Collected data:
================
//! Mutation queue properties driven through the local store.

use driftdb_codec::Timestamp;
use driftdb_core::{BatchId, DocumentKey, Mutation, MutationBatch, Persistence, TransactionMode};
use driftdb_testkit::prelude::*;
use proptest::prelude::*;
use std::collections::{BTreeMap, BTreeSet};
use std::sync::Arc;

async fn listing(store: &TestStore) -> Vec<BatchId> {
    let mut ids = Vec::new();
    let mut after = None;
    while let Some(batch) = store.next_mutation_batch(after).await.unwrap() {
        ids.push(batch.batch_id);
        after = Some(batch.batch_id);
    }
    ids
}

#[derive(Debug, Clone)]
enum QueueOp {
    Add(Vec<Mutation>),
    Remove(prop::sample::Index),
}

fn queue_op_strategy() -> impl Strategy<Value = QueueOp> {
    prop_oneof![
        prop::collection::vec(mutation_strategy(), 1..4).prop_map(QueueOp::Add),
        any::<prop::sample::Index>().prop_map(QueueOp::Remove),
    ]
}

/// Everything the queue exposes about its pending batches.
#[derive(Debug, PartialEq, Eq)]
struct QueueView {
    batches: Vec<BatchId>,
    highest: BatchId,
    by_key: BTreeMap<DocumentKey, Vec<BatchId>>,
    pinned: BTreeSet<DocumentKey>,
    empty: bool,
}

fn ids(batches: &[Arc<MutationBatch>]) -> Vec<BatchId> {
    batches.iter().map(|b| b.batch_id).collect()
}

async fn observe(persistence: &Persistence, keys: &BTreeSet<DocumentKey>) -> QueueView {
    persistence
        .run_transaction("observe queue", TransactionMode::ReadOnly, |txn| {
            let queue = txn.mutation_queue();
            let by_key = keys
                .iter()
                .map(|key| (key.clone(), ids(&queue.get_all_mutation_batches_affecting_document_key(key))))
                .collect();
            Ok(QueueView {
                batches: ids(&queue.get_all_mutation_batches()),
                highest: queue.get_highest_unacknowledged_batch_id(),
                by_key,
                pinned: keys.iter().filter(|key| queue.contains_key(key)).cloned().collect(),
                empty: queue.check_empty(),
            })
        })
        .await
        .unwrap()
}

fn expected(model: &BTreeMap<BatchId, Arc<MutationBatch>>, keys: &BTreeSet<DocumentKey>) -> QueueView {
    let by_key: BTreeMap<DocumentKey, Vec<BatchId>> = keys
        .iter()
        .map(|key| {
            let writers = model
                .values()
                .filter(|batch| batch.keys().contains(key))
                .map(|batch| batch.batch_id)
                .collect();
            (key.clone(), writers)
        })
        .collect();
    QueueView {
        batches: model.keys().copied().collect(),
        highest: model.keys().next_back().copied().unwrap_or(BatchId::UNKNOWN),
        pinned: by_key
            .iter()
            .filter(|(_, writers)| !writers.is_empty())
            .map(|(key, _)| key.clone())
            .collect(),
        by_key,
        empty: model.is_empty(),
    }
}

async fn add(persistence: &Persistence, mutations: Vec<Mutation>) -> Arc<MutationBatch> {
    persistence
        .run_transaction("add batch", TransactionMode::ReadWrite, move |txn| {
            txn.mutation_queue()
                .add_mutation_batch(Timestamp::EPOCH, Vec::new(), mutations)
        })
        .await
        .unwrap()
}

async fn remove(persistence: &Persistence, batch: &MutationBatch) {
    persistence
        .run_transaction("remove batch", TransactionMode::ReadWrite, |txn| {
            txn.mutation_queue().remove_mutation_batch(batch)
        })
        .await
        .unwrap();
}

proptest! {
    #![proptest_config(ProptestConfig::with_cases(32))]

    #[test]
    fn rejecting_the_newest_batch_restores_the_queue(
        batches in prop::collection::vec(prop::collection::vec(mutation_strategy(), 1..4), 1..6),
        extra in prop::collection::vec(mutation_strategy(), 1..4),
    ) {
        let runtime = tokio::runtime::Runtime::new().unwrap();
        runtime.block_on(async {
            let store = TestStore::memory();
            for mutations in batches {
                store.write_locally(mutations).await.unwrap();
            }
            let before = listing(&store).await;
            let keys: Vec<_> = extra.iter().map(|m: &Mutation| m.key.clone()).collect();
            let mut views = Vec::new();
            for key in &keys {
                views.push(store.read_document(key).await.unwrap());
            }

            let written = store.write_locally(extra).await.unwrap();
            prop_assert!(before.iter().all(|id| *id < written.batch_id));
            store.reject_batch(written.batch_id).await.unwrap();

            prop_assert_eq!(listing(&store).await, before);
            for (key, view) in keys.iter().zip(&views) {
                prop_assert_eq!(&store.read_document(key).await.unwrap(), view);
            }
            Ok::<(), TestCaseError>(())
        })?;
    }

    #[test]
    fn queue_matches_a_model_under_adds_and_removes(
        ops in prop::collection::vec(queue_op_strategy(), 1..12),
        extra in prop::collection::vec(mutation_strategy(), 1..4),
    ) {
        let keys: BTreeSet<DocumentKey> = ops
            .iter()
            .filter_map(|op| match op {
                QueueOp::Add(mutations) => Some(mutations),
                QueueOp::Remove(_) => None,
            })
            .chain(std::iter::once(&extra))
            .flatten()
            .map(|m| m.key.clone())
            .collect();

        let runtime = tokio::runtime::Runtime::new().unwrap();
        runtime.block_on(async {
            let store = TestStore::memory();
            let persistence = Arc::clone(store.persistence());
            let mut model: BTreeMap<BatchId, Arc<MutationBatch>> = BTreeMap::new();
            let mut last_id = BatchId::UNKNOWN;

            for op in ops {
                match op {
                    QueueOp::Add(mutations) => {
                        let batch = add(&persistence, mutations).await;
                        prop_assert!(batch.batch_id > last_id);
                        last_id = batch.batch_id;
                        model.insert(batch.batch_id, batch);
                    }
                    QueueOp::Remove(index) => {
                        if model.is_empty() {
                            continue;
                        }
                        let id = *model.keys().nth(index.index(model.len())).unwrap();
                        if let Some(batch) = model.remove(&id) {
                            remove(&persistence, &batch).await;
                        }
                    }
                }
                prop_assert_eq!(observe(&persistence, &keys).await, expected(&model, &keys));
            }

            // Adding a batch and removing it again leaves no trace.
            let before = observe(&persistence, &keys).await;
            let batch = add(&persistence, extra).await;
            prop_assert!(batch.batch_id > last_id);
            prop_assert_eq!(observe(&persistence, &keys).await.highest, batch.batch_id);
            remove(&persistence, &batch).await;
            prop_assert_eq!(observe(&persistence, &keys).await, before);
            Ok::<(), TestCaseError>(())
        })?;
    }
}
================
• [INSTRUCTIONS TO FOLLOW]: What you give back should match the entries above exactly.

• [WRITTEN RESPONSE]:
//! Mutation queue properties driven through the local store.

use driftdb_codec::Timestamp;
use driftdb_core::{BatchId, DocumentKey, Mutation, MutationBatch, Persistence, TransactionMode};
use driftdb_testkit::prelude::*;
use proptest::prelude::*;
use std::collections::{BTreeMap, BTreeSet};
use std::sync::Arc;

async fn listing(store: &TestStore) -> Vec<BatchId> {
    let mut ids = Vec::new();
    let mut after = None;
    while let Some(batch) = store.next_mutation_batch(after).await.unwrap() {
        ids.push(batch.batch_id);
        after = Some(batch.batch_id);
    }
    ids
}

#[derive(Debug, Clone)]
enum QueueOp {
    Add(Vec<Mutation>),
    Remove(prop::sample::Index),
}

fn queue_op_strategy() -> impl Strategy<Value = QueueOp> {
    prop_oneof![
        prop::collection::vec(mutation_strategy(), 1..4).prop_map(QueueOp::Add),
        any::<prop::sample::Index>().prop_map(QueueOp::Remove),
    ]
}

/// Everything the queue exposes about its pending batches.
#[derive(Debug, PartialEq, Eq)]
struct QueueView {
    batches: Vec<BatchId>,
    highest: BatchId,
    by_key: BTreeMap<DocumentKey, Vec<BatchId>>,
    pinned: BTreeSet<DocumentKey>,
    empty: bool,
}

fn ids(batches: &[Arc<MutationBatch>]) -> Vec<BatchId> {
    batches.iter().map(|b| b.batch_id).collect()
}

async fn observe(persistence: &Persistence, keys: &BTreeSet<DocumentKey>) -> QueueView {
    persistence
        .run_transaction("observe queue", TransactionMode::ReadOnly, |txn| {
            let queue = txn.mutation_queue();
            let by_key = keys
                .iter()
                .map(|key| (key.clone(), ids(&queue.get_all_mutation_batches_affecting_document_key(key))))
                .collect();
            Ok(QueueView {
                batches: ids(&queue.get_all_mutation_batches()),
                highest: queue.get_highest_unacknowledged_batch_id(),
                by_key,
                pinned: keys.iter().filter(|key| queue.contains_key(key)).cloned().collect(),
                empty: queue.check_empty(),
            })
        })
        .await
        .unwrap()
}

fn expected(model: &BTreeMap<BatchId, Arc<MutationBatch>>, keys: &BTreeSet<DocumentKey>) -> QueueView {
    let by_key: BTreeMap<DocumentKey, Vec<BatchId>> = keys
        .iter()
        .map(|key| {
            let writers = model
                .values()
                .filter(|batch| batch.keys().contains(key))
                .map(|batch| batch.batch_id)
                .collect();
            (key.clone(), writers)
        })
        .collect();
    QueueView {
        batches: model.keys().copied().collect(),
        highest: model.keys().next_back().copied().unwrap_or(BatchId::UNKNOWN),
        pinned: by_key
            .iter()
            .filter(|(_, writers)| !writers.is_empty())
            .map(|(key, _)| key.clone())
            .collect(),
        by_key,
        empty: model.is_empty(),
    }
}

async fn add(persistence: &Persistence, mutations: Vec<Mutation>) -> Arc<MutationBatch> {
    persistence
        .run_transaction("add batch", TransactionMode::ReadWrite, move |txn| {
            txn.mutation_queue()
                .add_mutation_batch(Timestamp::EPOCH, Vec::new(), mutations)
        })
        .await
        .unwrap()
}

async fn remove(persistence: &Persistence, batch: &MutationBatch) {
    persistence
        .run_transaction("remove batch", TransactionMode::ReadWrite, |txn| {
            txn.mutation_queue().remove_mutation_batch(batch)
        })
        .await
        .unwrap();
}

proptest! {
    #![proptest_config(ProptestConfig::with_cases(32))]

    #[test]
    fn rejecting_the_newest_batch_restores_the_queue(
        batches in prop::collection::vec(prop::collection::vec(mutation_strategy(), 1..4), 1..6),
        extra in prop::collection::vec(mutation_strategy(), 1..4),
    ) {
        let runtime = tokio::runtime::Runtime::new().unwrap();
        runtime.block_on(async {
            let store = TestStore::memory();
            for mutations in batches {
                store.write_locally(mutations).await.unwrap();
            }
            let before = listing(&store).await;
            let keys: Vec<_> = extra.iter().map(|m: &Mutation| m.key.clone()).collect();
            let mut views = Vec::new();
            for key in &keys {
                views.push(store.read_document(key).await.unwrap());
            }

            let written = store.write_locally(extra).await.unwrap();
            prop_assert!(before.iter().all(|id| *id < written.batch_id));
            store.reject_batch(written.batch_id).await.unwrap();

            prop_assert_eq!(listing(&store).await, before);
            for (key, view) in keys.iter().zip(&views) {
                prop_assert_eq!(&store.read_document(key).await.unwrap(), view);
            }
            Ok::<(), TestCaseError>(())
        })?;
    }

    #[test]
    fn queue_matches_a_model_under_adds_and_removes(
        ops in prop::collection::vec(queue_op_strategy(), 1..12),
        extra in prop::collection::vec(mutation_strategy(), 1..4),
    ) {
        let keys: BTreeSet<DocumentKey> = ops
            .iter()
            .filter_map(|op| match op {
                QueueOp::Add(mutations) => Some(mutations),
                QueueOp::Remove(_) => None,
            })
            .chain(std::iter::once(&extra))
            .flatten()
            .map(|m| m.key.clone())
            .collect();

        let runtime = tokio::runtime::Runtime::new().unwrap();
        runtime.block_on(async {
            let store = TestStore::memory();
            let persistence = Arc::clone(store.persistence());
            let mut model: BTreeMap<BatchId, Arc<MutationBatch>> = BTreeMap::new();
            let mut last_id = BatchId::UNKNOWN;

            for op in ops {
                match op {
                    QueueOp::Add(mutations) => {
                        let batch = add(&persistence, mutations).await;
                        prop_assert!(batch.batch_id > last_id);
                        last_id = batch.batch_id;
                        model.insert(batch.batch_id, batch);
                    }
                    QueueOp::Remove(index) => {
                        if model.is_empty() {
                            continue;
                        }
                        let id = *model.keys().nth(index.index(model.len())).unwrap();
                        if let Some(batch) = model.remove(&id) {
                            remove(&persistence, &batch).await;
                        }
                    }
                }
                prop_assert_eq!(observe(&persistence, &keys).await, expected(&model, &keys));
            }

            // Adding a batch and removing it again leaves no trace.
            let before = observe(&persistence, &keys).await;
            let batch = add(&persistence, extra).await;
            prop_assert!(batch.batch_id > last_id);
            prop_assert_eq!(observe(&persistence, &keys).await.highest, batch.batch_id);
            remove(&persistence, &batch).await;
            prop_assert_eq!(observe(&persistence, &keys).await, before);
            Ok::<(), TestCaseError>(())
        })?;
    }
}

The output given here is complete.